## Task to carry out:
Whenever the word "writer" shows up in a line of the data, copy that line.

(Stored items)
>>>

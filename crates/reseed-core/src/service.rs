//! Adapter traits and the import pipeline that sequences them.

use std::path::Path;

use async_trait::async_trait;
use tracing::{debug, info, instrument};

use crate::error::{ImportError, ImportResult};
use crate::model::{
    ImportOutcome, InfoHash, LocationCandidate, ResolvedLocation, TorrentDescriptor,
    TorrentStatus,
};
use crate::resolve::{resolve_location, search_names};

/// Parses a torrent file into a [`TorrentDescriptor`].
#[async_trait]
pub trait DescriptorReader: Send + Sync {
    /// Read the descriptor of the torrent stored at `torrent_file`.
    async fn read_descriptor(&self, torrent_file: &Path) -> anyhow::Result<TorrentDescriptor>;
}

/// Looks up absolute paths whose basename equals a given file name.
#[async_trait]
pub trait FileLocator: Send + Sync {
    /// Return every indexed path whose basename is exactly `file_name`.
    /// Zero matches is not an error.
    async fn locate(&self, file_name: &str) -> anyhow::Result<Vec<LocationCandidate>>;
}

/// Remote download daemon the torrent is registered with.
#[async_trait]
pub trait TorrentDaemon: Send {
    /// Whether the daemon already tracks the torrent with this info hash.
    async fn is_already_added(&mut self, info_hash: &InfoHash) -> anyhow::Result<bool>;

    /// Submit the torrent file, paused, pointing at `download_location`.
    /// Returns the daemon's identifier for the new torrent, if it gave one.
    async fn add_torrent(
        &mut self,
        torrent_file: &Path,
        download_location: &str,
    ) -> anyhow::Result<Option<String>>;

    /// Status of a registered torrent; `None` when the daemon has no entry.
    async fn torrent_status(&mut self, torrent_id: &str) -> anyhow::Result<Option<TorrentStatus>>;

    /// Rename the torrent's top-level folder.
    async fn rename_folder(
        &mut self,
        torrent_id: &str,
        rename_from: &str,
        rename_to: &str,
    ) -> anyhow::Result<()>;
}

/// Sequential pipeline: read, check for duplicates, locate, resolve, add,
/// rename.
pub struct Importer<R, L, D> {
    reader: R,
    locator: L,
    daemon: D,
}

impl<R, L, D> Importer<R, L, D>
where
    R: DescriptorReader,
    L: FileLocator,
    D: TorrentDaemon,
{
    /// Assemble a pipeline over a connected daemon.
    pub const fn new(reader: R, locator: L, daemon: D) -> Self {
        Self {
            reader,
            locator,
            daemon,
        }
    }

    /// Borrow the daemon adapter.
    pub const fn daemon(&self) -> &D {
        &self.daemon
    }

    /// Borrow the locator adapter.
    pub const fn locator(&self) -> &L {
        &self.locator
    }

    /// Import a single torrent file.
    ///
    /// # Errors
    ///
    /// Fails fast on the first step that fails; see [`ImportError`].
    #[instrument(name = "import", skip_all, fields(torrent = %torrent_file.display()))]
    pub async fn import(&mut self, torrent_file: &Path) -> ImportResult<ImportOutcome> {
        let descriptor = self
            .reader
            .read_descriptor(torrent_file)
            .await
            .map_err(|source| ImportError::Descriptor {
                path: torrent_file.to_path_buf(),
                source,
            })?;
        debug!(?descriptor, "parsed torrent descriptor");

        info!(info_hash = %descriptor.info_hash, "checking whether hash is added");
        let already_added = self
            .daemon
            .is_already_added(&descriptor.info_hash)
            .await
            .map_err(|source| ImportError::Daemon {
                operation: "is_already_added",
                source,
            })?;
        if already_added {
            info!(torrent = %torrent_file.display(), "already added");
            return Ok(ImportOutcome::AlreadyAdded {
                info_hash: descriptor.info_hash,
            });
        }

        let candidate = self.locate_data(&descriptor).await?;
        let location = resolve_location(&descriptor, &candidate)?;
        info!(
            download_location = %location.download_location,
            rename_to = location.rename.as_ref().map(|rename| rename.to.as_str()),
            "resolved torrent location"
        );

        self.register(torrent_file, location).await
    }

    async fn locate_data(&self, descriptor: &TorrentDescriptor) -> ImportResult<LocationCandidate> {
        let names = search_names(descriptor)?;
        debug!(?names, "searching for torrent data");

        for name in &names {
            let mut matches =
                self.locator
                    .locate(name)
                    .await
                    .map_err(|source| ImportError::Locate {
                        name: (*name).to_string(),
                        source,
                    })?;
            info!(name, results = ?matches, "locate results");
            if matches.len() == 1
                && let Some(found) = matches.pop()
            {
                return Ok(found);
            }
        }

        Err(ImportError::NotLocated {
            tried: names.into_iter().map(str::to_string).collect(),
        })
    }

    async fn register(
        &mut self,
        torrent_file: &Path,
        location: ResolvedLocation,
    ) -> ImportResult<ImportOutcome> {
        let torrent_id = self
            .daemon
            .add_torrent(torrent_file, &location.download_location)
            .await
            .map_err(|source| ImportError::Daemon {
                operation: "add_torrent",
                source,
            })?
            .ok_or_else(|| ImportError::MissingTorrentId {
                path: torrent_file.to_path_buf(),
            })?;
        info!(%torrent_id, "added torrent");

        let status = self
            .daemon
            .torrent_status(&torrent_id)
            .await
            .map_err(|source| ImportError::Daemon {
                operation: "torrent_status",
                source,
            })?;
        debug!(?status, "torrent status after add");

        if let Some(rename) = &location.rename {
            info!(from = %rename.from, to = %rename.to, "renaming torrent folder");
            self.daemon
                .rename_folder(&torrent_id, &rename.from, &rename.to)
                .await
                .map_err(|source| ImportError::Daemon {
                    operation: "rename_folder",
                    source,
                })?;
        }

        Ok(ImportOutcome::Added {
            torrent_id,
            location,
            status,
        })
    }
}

<<<
>>>

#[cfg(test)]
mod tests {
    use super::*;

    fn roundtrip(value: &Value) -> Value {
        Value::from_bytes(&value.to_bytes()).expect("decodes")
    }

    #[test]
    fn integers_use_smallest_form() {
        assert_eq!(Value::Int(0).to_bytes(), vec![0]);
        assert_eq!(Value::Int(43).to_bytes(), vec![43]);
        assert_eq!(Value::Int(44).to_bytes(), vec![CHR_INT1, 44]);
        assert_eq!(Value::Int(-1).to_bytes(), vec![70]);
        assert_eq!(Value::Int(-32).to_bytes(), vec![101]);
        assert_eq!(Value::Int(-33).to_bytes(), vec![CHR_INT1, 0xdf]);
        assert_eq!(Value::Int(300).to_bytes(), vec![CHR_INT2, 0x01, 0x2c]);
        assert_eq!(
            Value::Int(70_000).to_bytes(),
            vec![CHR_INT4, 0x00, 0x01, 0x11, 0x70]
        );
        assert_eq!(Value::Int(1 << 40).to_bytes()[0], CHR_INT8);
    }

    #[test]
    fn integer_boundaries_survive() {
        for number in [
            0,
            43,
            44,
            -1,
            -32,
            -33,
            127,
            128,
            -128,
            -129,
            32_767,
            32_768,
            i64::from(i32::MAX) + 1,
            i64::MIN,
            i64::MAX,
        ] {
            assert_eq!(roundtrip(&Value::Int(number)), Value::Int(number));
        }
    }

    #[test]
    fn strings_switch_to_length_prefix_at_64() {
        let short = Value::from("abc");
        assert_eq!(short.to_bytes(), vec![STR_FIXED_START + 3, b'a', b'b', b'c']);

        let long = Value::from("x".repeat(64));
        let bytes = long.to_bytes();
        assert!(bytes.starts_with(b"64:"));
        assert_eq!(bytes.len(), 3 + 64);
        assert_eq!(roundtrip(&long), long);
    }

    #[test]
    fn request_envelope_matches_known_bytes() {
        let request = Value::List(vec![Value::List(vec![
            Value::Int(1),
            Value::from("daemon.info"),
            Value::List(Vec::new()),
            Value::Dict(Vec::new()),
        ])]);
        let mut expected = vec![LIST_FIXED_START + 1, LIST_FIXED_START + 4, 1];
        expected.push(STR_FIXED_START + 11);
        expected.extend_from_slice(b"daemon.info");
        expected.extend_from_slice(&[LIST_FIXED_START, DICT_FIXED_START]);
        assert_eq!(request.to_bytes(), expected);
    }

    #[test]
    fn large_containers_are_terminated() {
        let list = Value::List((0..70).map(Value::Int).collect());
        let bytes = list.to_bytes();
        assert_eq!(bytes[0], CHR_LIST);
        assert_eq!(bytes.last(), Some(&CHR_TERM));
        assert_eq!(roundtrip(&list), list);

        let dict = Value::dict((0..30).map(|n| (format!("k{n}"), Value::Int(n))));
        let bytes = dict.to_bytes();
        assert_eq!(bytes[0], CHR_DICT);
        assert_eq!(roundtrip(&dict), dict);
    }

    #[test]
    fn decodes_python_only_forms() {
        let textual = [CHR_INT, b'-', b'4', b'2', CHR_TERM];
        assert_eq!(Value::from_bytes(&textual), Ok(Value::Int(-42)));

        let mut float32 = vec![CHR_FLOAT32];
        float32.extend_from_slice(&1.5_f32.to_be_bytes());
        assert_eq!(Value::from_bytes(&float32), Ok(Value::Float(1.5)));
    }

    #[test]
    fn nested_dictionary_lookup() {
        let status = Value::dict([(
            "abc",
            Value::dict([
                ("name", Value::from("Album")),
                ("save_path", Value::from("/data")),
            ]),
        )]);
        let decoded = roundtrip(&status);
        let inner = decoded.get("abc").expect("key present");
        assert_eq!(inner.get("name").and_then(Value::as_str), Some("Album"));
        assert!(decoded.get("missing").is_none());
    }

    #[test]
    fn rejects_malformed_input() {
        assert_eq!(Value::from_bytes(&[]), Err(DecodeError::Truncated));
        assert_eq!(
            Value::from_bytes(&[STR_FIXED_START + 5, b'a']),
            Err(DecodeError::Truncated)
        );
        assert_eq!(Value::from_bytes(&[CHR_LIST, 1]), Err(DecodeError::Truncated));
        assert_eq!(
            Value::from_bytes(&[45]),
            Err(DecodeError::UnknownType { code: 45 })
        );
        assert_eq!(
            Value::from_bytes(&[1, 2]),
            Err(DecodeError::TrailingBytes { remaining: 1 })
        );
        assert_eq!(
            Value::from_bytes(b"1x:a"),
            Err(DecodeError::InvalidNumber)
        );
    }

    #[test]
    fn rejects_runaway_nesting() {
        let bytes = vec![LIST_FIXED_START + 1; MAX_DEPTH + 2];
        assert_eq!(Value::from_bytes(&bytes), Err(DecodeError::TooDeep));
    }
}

<<<
>>>

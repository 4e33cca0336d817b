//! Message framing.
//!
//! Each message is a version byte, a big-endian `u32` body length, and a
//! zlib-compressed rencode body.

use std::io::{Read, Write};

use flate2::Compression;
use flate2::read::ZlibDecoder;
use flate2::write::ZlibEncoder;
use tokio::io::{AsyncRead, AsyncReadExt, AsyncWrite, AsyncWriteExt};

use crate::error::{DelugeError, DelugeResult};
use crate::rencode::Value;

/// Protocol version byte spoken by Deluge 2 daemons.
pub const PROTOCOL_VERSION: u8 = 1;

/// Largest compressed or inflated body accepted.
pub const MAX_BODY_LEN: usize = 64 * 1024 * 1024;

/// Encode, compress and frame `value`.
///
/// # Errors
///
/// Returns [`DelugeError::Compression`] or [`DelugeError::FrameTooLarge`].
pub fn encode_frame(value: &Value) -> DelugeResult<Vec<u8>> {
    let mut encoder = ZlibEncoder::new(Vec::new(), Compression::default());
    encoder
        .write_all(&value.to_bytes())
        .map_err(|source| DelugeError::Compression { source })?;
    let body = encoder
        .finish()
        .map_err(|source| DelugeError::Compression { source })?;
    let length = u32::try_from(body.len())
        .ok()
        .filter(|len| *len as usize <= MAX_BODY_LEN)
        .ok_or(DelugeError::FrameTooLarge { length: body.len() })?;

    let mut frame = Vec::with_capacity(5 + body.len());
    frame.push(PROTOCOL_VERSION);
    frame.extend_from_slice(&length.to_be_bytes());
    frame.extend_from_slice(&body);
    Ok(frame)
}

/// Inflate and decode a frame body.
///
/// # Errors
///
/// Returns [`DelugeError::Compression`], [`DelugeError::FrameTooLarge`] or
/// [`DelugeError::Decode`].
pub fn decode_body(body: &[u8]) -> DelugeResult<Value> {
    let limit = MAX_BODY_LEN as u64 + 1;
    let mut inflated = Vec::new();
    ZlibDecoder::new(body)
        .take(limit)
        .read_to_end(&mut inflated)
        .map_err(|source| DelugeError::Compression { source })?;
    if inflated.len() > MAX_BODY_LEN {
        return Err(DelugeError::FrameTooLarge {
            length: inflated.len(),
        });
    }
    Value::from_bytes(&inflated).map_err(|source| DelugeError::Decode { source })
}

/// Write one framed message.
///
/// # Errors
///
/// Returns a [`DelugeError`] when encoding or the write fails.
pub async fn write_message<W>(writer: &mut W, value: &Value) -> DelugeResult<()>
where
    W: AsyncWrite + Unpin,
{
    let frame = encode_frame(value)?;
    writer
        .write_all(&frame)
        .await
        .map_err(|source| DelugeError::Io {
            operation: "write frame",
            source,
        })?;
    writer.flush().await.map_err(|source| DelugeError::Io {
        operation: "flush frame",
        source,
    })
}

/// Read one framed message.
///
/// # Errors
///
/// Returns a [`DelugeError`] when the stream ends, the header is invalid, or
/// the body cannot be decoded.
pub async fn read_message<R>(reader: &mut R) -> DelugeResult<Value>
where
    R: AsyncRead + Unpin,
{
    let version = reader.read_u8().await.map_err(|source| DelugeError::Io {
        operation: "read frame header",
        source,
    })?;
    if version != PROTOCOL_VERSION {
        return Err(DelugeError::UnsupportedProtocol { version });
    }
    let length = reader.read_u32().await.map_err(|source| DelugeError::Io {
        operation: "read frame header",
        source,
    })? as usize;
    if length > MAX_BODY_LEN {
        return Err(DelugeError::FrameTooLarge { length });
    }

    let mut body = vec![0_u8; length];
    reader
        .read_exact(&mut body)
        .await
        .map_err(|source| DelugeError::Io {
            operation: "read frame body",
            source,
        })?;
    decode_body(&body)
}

<<<

## Task response:
pub async fn write_message<W>(writer: &mut W, value: &Value) -> DelugeResult<()>
    writer
    writer.flush().await.map_err(|source| DelugeError::Io {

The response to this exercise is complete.